# EXERCISE MATERIALS
>>>>
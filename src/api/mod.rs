//! Device API transport.
//!
//! Two calls are used: fetching the device config and publishing a
//! telemetry event. Both are blocking and carry a bearer token minted by
//! the caller.

mod http;
mod mock;

pub use http::HttpDeviceApi;
pub use mock::MockDeviceApi;

use crate::remote::ConfigResponse;
use thiserror::Error;

/// Errors from the device API.
#[derive(Debug, Error)]
pub enum ApiError {
    /// Server answered with a status other than the one expected.
    #[error("device API returned HTTP {code}: {body}")]
    Status {
        /// HTTP status code.
        code: u16,
        /// Response body, possibly empty.
        body: String,
    },
    /// Connection, TLS or timeout failure.
    #[error("device API request failed: {0}")]
    Transport(String),
    /// Response body could not be read.
    #[error("failed to read response body: {0}")]
    Body(#[from] std::io::Error),
    /// Response or request body is not the expected JSON.
    #[error("malformed response body: {0}")]
    Decode(#[from] serde_json::Error),
}

/// Result of a publish call. A non-200 status is an outcome, not an error.
#[derive(Debug, Clone, PartialEq, Eq)]
pub struct PublishOutcome {
    /// HTTP status code.
    pub status: u16,
    /// Response body, possibly empty.
    pub body: String,
}

impl PublishOutcome {
    /// True for HTTP 200 only.
    pub fn is_success(&self) -> bool {
        self.status == 200
    }
}

/// Operations the agent needs from the device registry.
pub trait DeviceApi {
    /// Fetches the device config. Anything but HTTP 200 is an error.
    fn get_config(&self, bearer: &str, local_version: &str) -> Result<ConfigResponse, ApiError>;

    /// Publishes a base64 payload as a telemetry event.
    fn publish_event(&self, bearer: &str, binary_data: &str) -> Result<PublishOutcome, ApiError>;
}
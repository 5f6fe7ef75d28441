//! The registry's config response.

use super::{DeviceConfig, RemoteConfigError};
use base64::alphabet;
use base64::engine::{DecodePaddingMode, GeneralPurpose, GeneralPurposeConfig};
use base64::Engine;
use serde::{Deserialize, Deserializer, Serialize};

/// Version held by a device that has never received a config.
pub const INITIAL_VERSION: &str = "0";

/// Standard alphabet, padding optional. URL-safe input is mapped onto it
/// before decoding so both encodings are accepted.
const PAYLOAD_ENGINE: GeneralPurpose = GeneralPurpose::new(
    &alphabet::STANDARD,
    GeneralPurposeConfig::new().with_decode_padding_mode(DecodePaddingMode::Indifferent),
);

/// Body of a successful `GET .../config` call.
#[derive(Debug, Clone, PartialEq, Eq, Serialize, Deserialize)]
pub struct ConfigResponse {
    /// Opaque change-detection token.
    #[serde(deserialize_with = "opaque_version")]
    pub version: String,
    /// Base64-encoded JSON configuration.
    #[serde(rename = "binaryData", default)]
    pub binary_data: Option<String>,
}

impl ConfigResponse {
    /// Decodes the carried configuration. A missing payload means defaults.
    pub fn device_config(&self) -> Result<DeviceConfig, RemoteConfigError> {
        match &self.binary_data {
            Some(data) => decode_payload(data),
            None => Ok(DeviceConfig::default()),
        }
    }
}

/// Decodes a base64 `binaryData` blob into a validated [`DeviceConfig`].
pub fn decode_payload(binary_data: &str) -> Result<DeviceConfig, RemoteConfigError> {
    let normalized: String = binary_data
        .chars()
        .filter(|c| !c.is_ascii_whitespace())
        .map(|c| match c {
            '-' => '+',
            '_' => '/',
            other => other,
        })
        .collect();
    let bytes = PAYLOAD_ENGINE.decode(normalized)?;
    let json = String::from_utf8(bytes)?;
    DeviceConfig::from_json(&json)
}

/// Accepts the version as either a JSON string or a number.
fn opaque_version<'de, D>(deserializer: D) -> Result<String, D::Error>
where
    D: Deserializer<'de>,
{
    #[derive(Deserialize)]
    #[serde(untagged)]
    enum Version {
        Text(String),
        Number(serde_json::Number),
    }

    Ok(match Version::deserialize(deserializer)? {
        Version::Text(text) => text,
        Version::Number(number) => number.to_string(),
    })
}

#[cfg(test)]
mod tests {
    use super::*;
    use base64::engine::general_purpose::{STANDARD, URL_SAFE_NO_PAD};
    use std::time::Duration;

    #[test]
    fn test_parse_response() {
        let body = r#"{"version": "3", "cloudUpdateTime": "2018-01-01T00:00:00Z", "binaryData": "e30="}"#;
        let response: ConfigResponse = serde_json::from_str(body).unwrap();

        assert_eq!(response.version, "3");
        assert_eq!(response.device_config().unwrap(), DeviceConfig::default());
    }

    #[test]
    fn test_numeric_version() {
        let response: ConfigResponse = serde_json::from_str(r#"{"version": 12}"#).unwrap();
        assert_eq!(response.version, "12");
        assert_eq!(response.binary_data, None);
        assert_eq!(response.device_config().unwrap(), DeviceConfig::default());
    }

    #[test]
    fn test_decode_both_alphabets() {
        // '>' and '?' bytes encode to the characters that differ between alphabets.
        let json = r#"{"capture_interval": 15, "note": ">>>???"}"#;

        let standard = decode_payload(&STANDARD.encode(json)).unwrap();
        let url_safe = decode_payload(&URL_SAFE_NO_PAD.encode(json)).unwrap();

        assert_eq!(standard.capture_interval(), Duration::from_secs(15));
        assert_eq!(standard, url_safe);
    }

    #[test]
    fn test_decode_errors() {
        assert!(matches!(
            decode_payload("!!!"),
            Err(RemoteConfigError::Base64(_))
        ));
        assert!(matches!(
            decode_payload(&STANDARD.encode([0xFFu8, 0xFE])),
            Err(RemoteConfigError::Utf8(_))
        ));
    }

    #[test]
    fn test_empty_payload_is_default() {
        assert_eq!(decode_payload("").unwrap(), DeviceConfig::default());
    }
}
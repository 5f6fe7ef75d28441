//! A captured still image.

use base64::engine::general_purpose::URL_SAFE;
use base64::Engine;

/// JPEG start-of-image marker.
const JPEG_SOI: [u8; 2] = [0xFF, 0xD8];

/// One still image, produced and consumed within a single loop iteration.
#[derive(Clone)]
pub struct Capture {
    /// Encoded JPEG bytes as written by the camera.
    jpeg: Vec<u8>,
    /// Monotonic sequence number.
    sequence: u64,
}

impl Capture {
    /// Creates a capture from encoded JPEG bytes.
    pub fn new(jpeg: Vec<u8>, sequence: u64) -> Self {
        Self {
            jpeg,
            sequence,
        }
    }

    /// Encoded size in bytes.
    #[inline]
    pub fn len(&self) -> usize {
        self.jpeg.len()
    }

    /// True if the camera produced no bytes.
    #[inline]
    pub fn is_empty(&self) -> bool {
        self.jpeg.is_empty()
    }

    /// Sequence number assigned by the camera.
    #[inline]
    pub fn sequence(&self) -> u64 {
        self.sequence
    }

    /// Checks the buffer starts with a JPEG SOI marker.
    pub fn is_jpeg(&self) -> bool {
        self.jpeg.starts_with(&JPEG_SOI)
    }

    /// Encodes the image for a `binaryData` field (URL-safe, padded).
    pub fn to_base64(&self) -> String {
        URL_SAFE.encode(&self.jpeg)
    }
}

impl std::fmt::Debug for Capture {
    fn fmt(&self, f: &mut std::fmt::Formatter<'_>) -> std::fmt::Result {
        f.debug_struct("Capture")
            .field("sequence", &self.sequence)
            .field("jpeg_bytes", &self.jpeg.len())
            .finish()
    }
}

#[cfg(test)]
mod tests {
    use super::*;

    #[test]
    fn test_capture_creation() {
        let capture = Capture::new(vec![0xFF, 0xD8, 0xFF, 0xD9], 3);

        assert_eq!(capture.len(), 4);
        assert_eq!(capture.sequence(), 3);
        assert!(capture.is_jpeg());
    }

    #[test]
    fn test_not_jpeg() {
        let capture = Capture::new(b"PNG".to_vec(), 1);
        assert!(!capture.is_jpeg());
        assert!(!Capture::new(Vec::new(), 1).is_jpeg());
    }

    #[test]
    fn test_base64_uses_url_safe_alphabet() {
        // 0xFB 0xFF encodes to "-_8=" in the URL-safe alphabet and "+/8=" in standard.
        let capture = Capture::new(vec![0xFB, 0xFF], 1);
        assert_eq!(capture.to_base64(), "-_8=");
    }
}
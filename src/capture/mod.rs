//! Camera control and still capture.
//!
//! The camera is an external device driven through a trait so the polling
//! loop can be exercised without hardware. Stills are JPEG buffers that
//! live for a single loop iteration.

mod camera;
mod config;
mod still;

pub use camera::{Camera, CameraError, MockCamera, RaspistillCamera};
pub use config::{CameraConfig, CameraSettings, SettingsError};
pub use still::Capture;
<<<<
Where a line in the records above includes the string "ConfigResponse", show it.

# RESPONSE AREA
use crate::remote::ConfigResponse;
    fn get_config(&self, bearer: &str, local_version: &str) -> Result<ConfigResponse, ApiError>;
pub struct ConfigResponse {
impl ConfigResponse {
        let response: ConfigResponse = serde_json::from_str(body).unwrap();
        let response: ConfigResponse = serde_json::from_str(r#"{"version": 12}"#).unwrap();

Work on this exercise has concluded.